Exceto por este déjà vu que é a história, Jason Bourne continua com a excepcional qualidade de um filme de ação. A câmera de Greengrass não para por um minuto, até em uma simples mensagem de celular, ele precisa de alguns segundos extras para a câmera estabilizar-se. No entanto, é um estilo que entrega a urgência necessária para este tipo de suspense político, idem Voo United 93 e Capitão Phillips. Na maioria das cenas, a sensação é de estar presenciando tudo ao vivo, pondo o público mais perto da ação.

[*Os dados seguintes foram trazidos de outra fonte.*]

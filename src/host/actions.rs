use crate::context::AppContext;
use crate::domain::remediation::RemediationKind;
use crate::error::AppResult;
use crate::host::protocol::{ActionCall, ActionResponse, BotResponse, HostEvent};
use crate::workflow::fallback::file_fallback_ticket;
use crate::workflow::remediation::{WorkflowResult, run_remediation};

const FALLBACK_ACTION: &str = "action_create_servicenow_ticket";
const TICKET_NUMBER_TEMPLATE: &str = "utter_inform_ticket_number";
const TICKET_NUMBER_SLOT: &str = "ticket_number";

/// Actions the host may invoke by name.
#[derive(Debug, Clone, Copy, PartialEq, Eq)]
pub enum HostAction {
    Remediate(RemediationKind),
    FallbackTicket,
}

impl HostAction {
    pub fn from_name(name: &str) -> Option<Self> {
        if name == FALLBACK_ACTION {
            return Some(HostAction::FallbackTicket);
        }
        RemediationKind::from_action_name(name).map(HostAction::Remediate)
    }

    pub fn name(&self) -> &'static str {
        match self {
            HostAction::Remediate(kind) => kind.action_name(),
            HostAction::FallbackTicket => FALLBACK_ACTION,
        }
    }

    pub fn registered() -> Vec<HostAction> {
        RemediationKind::all()
            .map(HostAction::Remediate)
            .chain(std::iter::once(HostAction::FallbackTicket))
            .collect()
    }

    pub async fn run(&self, ctx: &AppContext, call: &ActionCall) -> AppResult<ActionResponse> {
        let user_id = call.user_id();
        match self {
            HostAction::Remediate(kind) => {
                let response = match run_remediation(ctx, kind.id(), user_id).await? {
                    WorkflowResult::RemediationConfirmed(kind) => {
                        BotResponse::template(kind.confirmation_template())
                    }
                    WorkflowResult::TicketFiled(ticket_number) => BotResponse {
                        response: TICKET_NUMBER_TEMPLATE.to_string(),
                        ticket_number: Some(ticket_number),
                    },
                };
                Ok(ActionResponse {
                    events: Vec::new(),
                    responses: vec![response],
                })
            }
            HostAction::FallbackTicket => {
                let ticket_number = file_fallback_ticket(ctx, call.latest_text(), user_id).await;
                Ok(ActionResponse {
                    events: vec![HostEvent::SlotSet {
                        name: TICKET_NUMBER_SLOT.to_string(),
                        value: ticket_number,
                    }],
                    responses: Vec::new(),
                })
            }
        }
    }
}
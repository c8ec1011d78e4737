use std::path::PathBuf;
use std::process::Stdio;

use async_trait::async_trait;
use tokio::process::Command;
use tracing::{info, warn};

use crate::domain::remediation::{RemediationKind, RemediationOutcome};
use crate::services::RemediationTrigger;

/// Demo backend that reports success with a fixed probability.
pub struct SimulatedTrigger {
    success_rate: f64,
}

impl SimulatedTrigger {
    /// NaN is treated as a rate of zero.
    pub fn new(success_rate: f64) -> Self {
        let success_rate = if success_rate.is_nan() {
            0.0
        } else {
            success_rate.clamp(0.0, 1.0)
        };
        Self { success_rate }
    }
}

#[async_trait]
impl RemediationTrigger for SimulatedTrigger {
    async fn trigger(&self, kind: RemediationKind, user_id: &str) -> RemediationOutcome {
        info!(script = kind.script(), %user_id, "simulating remediation script");
        if rand::random::<f64>() < self.success_rate {
            RemediationOutcome::Succeeded
        } else {
            RemediationOutcome::Failed
        }
    }
}

/// Runs `<program> <script_dir>/<script> <user_id>` and maps the exit status.
pub struct CommandTrigger {
    program: String,
    script_dir: PathBuf,
}

impl CommandTrigger {
    pub fn new(program: String, script_dir: PathBuf) -> Self {
        Self {
            program,
            script_dir,
        }
    }
}

#[async_trait]
impl RemediationTrigger for CommandTrigger {
    async fn trigger(&self, kind: RemediationKind, user_id: &str) -> RemediationOutcome {
        let script = self.script_dir.join(kind.script());
        info!(program = %self.program, script = %script.display(), %user_id, "running remediation script");

        let status = Command::new(&self.program)
            .arg(&script)
            .arg(user_id)
            .stdin(Stdio::null())
            .stdout(Stdio::null())
            .stderr(Stdio::null())
            .status()
            .await;

        match status {
            Ok(status) if status.success() => RemediationOutcome::Succeeded,
            Ok(status) => {
                warn!(script = %script.display(), %status, "remediation script failed");
                RemediationOutcome::Failed
            }
            Err(err) => {
                warn!(program = %self.program, error = %err, "failed to launch remediation script");
                RemediationOutcome::Failed
            }
        }
    }
}
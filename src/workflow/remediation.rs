use std::sync::Arc;

use tracing::{info, warn};

use crate::context::AppContext;
use crate::domain::remediation::{RemediationKind, RemediationOutcome, RemediationRequest};
use crate::domain::ticket::TicketRequest;
use crate::error::{AppError, AppResult};
use crate::services::RemediationTrigger;

#[derive(Debug, Clone, PartialEq, Eq)]
pub enum WorkflowResult {
    RemediationConfirmed(RemediationKind),
    TicketFiled(String),
}

pub struct RemediationExecutor {
    trigger: Arc<dyn RemediationTrigger>,
}

impl RemediationExecutor {
    pub fn new(trigger: Arc<dyn RemediationTrigger>) -> Self {
        Self { trigger }
    }

    /// Resolves the id against the remediation table and runs it.
    ///
    /// Unknown ids are rejected before the trigger is touched.
    pub async fn execute(
        &self,
        remediation_id: &str,
        user_id: &str,
    ) -> AppResult<RemediationOutcome> {
        let request = parse_request(remediation_id, user_id)?;
        Ok(self.trigger.trigger(request.kind, &request.user_id).await)
    }
}

fn parse_request(remediation_id: &str, user_id: &str) -> AppResult<RemediationRequest> {
    let kind = RemediationKind::from_id(remediation_id)
        .ok_or_else(|| AppError::UnknownRemediation(remediation_id.to_string()))?;
    Ok(RemediationRequest {
        kind,
        user_id: user_id.to_string(),
    })
}

pub async fn run_remediation(
    ctx: &AppContext,
    remediation_id: &str,
    user_id: &str,
) -> AppResult<WorkflowResult> {
    let outcome = RemediationExecutor::new(ctx.remediation.clone())
        .execute(remediation_id, user_id)
        .await?;
    let kind = parse_request(remediation_id, user_id)?.kind;

    match outcome {
        RemediationOutcome::Succeeded => {
            info!(remediation = %kind, %user_id, "remediation succeeded");
            Ok(WorkflowResult::RemediationConfirmed(kind))
        }
        RemediationOutcome::Failed => {
            warn!(remediation = %kind, %user_id, "remediation failed; filing ticket");
            let ticket = TicketRequest::for_failed_remediation(kind, user_id);
            let ticket_number = ctx.ticketing.create_ticket(&ticket).await.ticket_number();
            Ok(WorkflowResult::TicketFiled(ticket_number))
        }
    }
}
pub mod actions;
pub mod protocol;
pub mod routes;

pub use routes::create_router;
//! Wire types for the dialogue host's custom-action webhook.
//!
//! Only the fields this service reads are modelled; everything else the host
//! sends (domain, slots, event history) is ignored.

use serde::{Deserialize, Serialize};

#[derive(Debug, Clone, Deserialize)]
pub struct ActionCall {
    pub next_action: String,
    #[serde(default)]
    pub sender_id: Option<String>,
    #[serde(default)]
    pub tracker: Tracker,
}

impl ActionCall {
    pub fn user_id(&self) -> &str {
        self.sender_id
            .as_deref()
            .or(self.tracker.sender_id.as_deref())
            .unwrap_or_default()
    }

    pub fn latest_text(&self) -> &str {
        self.tracker
            .latest_message
            .text
            .as_deref()
            .unwrap_or_default()
    }
}

#[derive(Debug, Clone, Default, Deserialize)]
pub struct Tracker {
    #[serde(default)]
    pub sender_id: Option<String>,
    #[serde(default)]
    pub latest_message: LatestMessage,
}

#[derive(Debug, Clone, Default, Deserialize)]
pub struct LatestMessage {
    #[serde(default)]
    pub text: Option<String>,
}

#[derive(Debug, Clone, Default, Serialize)]
pub struct ActionResponse {
    pub events: Vec<HostEvent>,
    pub responses: Vec<BotResponse>,
}

#[derive(Debug, Clone, Serialize)]
#[serde(tag = "event")]
pub enum HostEvent {
    #[serde(rename = "slot")]
    SlotSet { name: String, value: String },
}

#[derive(Debug, Clone, Serialize)]
pub struct BotResponse {
    pub response: String,
    #[serde(skip_serializing_if = "Option::is_none")]
    pub ticket_number: Option<String>,
}

impl BotResponse {
    pub fn template(name: &str) -> Self {
        Self {
            response: name.to_string(),
            ticket_number: None,
        }
    }
}

#[derive(Debug, Serialize)]
pub struct ActionListing {
    pub name: &'static str,
}
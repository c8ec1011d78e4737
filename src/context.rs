use std::sync::Arc;

use crate::services::{RemediationTrigger, TicketingService};

#[derive(Clone)]
pub struct AppContext {
    pub remediation: Arc<dyn RemediationTrigger>,
    pub ticketing: Arc<dyn TicketingService>,
}

impl AppContext {
    pub fn new(
        remediation: Arc<dyn RemediationTrigger>,
        ticketing: Arc<dyn TicketingService>,
    ) -> Self {
        Self {
            remediation,
            ticketing,
        }
    }
}
//! Test doubles for the collaborator traits.

use std::sync::Mutex;
use std::sync::atomic::{AtomicUsize, Ordering};

use async_trait::async_trait;

use crate::domain::remediation::{RemediationKind, RemediationOutcome};
use crate::domain::ticket::{TicketRequest, TicketResult};
use crate::services::{RemediationTrigger, TicketingService};

pub struct FixedTrigger {
    outcome: RemediationOutcome,
    calls: Mutex<Vec<(RemediationKind, String)>>,
}

impl FixedTrigger {
    pub fn new(outcome: RemediationOutcome) -> Self {
        Self {
            outcome,
            calls: Mutex::new(Vec::new()),
        }
    }

    pub fn calls(&self) -> Vec<(RemediationKind, String)> {
        self.calls.lock().unwrap().clone()
    }
}

#[async_trait]
impl RemediationTrigger for FixedTrigger {
    async fn trigger(&self, kind: RemediationKind, user_id: &str) -> RemediationOutcome {
        self.calls.lock().unwrap().push((kind, user_id.to_string()));
        self.outcome
    }
}

pub struct RecordingTicketing {
    result: TicketResult,
    requests: Mutex<Vec<TicketRequest>>,
    calls: AtomicUsize,
}

impl RecordingTicketing {
    pub fn new(result: TicketResult) -> Self {
        Self {
            result,
            requests: Mutex::new(Vec::new()),
            calls: AtomicUsize::new(0),
        }
    }

    pub fn requests(&self) -> Vec<TicketRequest> {
        self.requests.lock().unwrap().clone()
    }

    pub fn call_count(&self) -> usize {
        self.calls.load(Ordering::SeqCst)
    }
}

#[async_trait]
impl TicketingService for RecordingTicketing {
    async fn create_ticket(&self, request: &TicketRequest) -> TicketResult {
        self.calls.fetch_add(1, Ordering::SeqCst);
        self.requests.lock().unwrap().push(request.clone());
        self.result.clone()
    }
}
use crate::context::AppContext;
use crate::workflow::fallback::file_fallback_ticket;

#[derive(Debug, Clone)]
pub struct TicketCommandArgs {
    pub query: String,
    pub user: String,
}

pub async fn run(ctx: &AppContext, args: TicketCommandArgs) {
    let ticket_number = file_fallback_ticket(ctx, &args.query, &args.user).await;
    println!("Ticket {ticket_number} filed for {}.", args.user);
}
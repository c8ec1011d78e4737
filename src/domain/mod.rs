pub mod remediation;
pub mod ticket;
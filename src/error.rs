use std::io;

use thiserror::Error;

#[derive(Debug, Error)]
pub enum AppError {
    #[error("configuration error: {0}")]
    Configuration(String),
    #[error("unknown remediation '{0}'")]
    UnknownRemediation(String),
    #[error("action server error: {0}")]
    Server(String),
    #[error(transparent)]
    Io(#[from] io::Error),
}

pub type AppResult<T> = Result<T, AppError>;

Além de ser um desafio enorme para o editor Rouse que, no meio de uma aparente bagunça de planos (alguns momentos é mesmo), consegue entregar uma continuidade compreensível ao filme.

 

Matt Damon demonstra a mesma disposição dos filmes anteriores, deste a porradaria – incrível como ator passa segurança e impõe uma força ao personagem – até nas perseguições, como no clímax que envolve uma destruição em massa de carros. Outro ponto positivo de Greengrass, que usa bem o orçamento da produção nos efeitos práticos, aumentando o impacto das cenas pelo choque do realismo, em vez de deixar tudo para o CGI. Assistir os bastidores de um filme do diretor é diversão garantida.

 

JB3

 

O quarto filme da série (por favor, ignorem aquela coisa com Jeremy Renner), Jason Bourne, entrega o básico e joga seguro para uma mudança significativa só nos próximos filmes. Quem sabe uma trilogia nova em que ele pare de sofrer as consequências do passado e comece a focar nos problemas contemporâneos, mas sem deixar, é claro, de quebrar a cara dos inimigos com canetas, revistas ou panelas.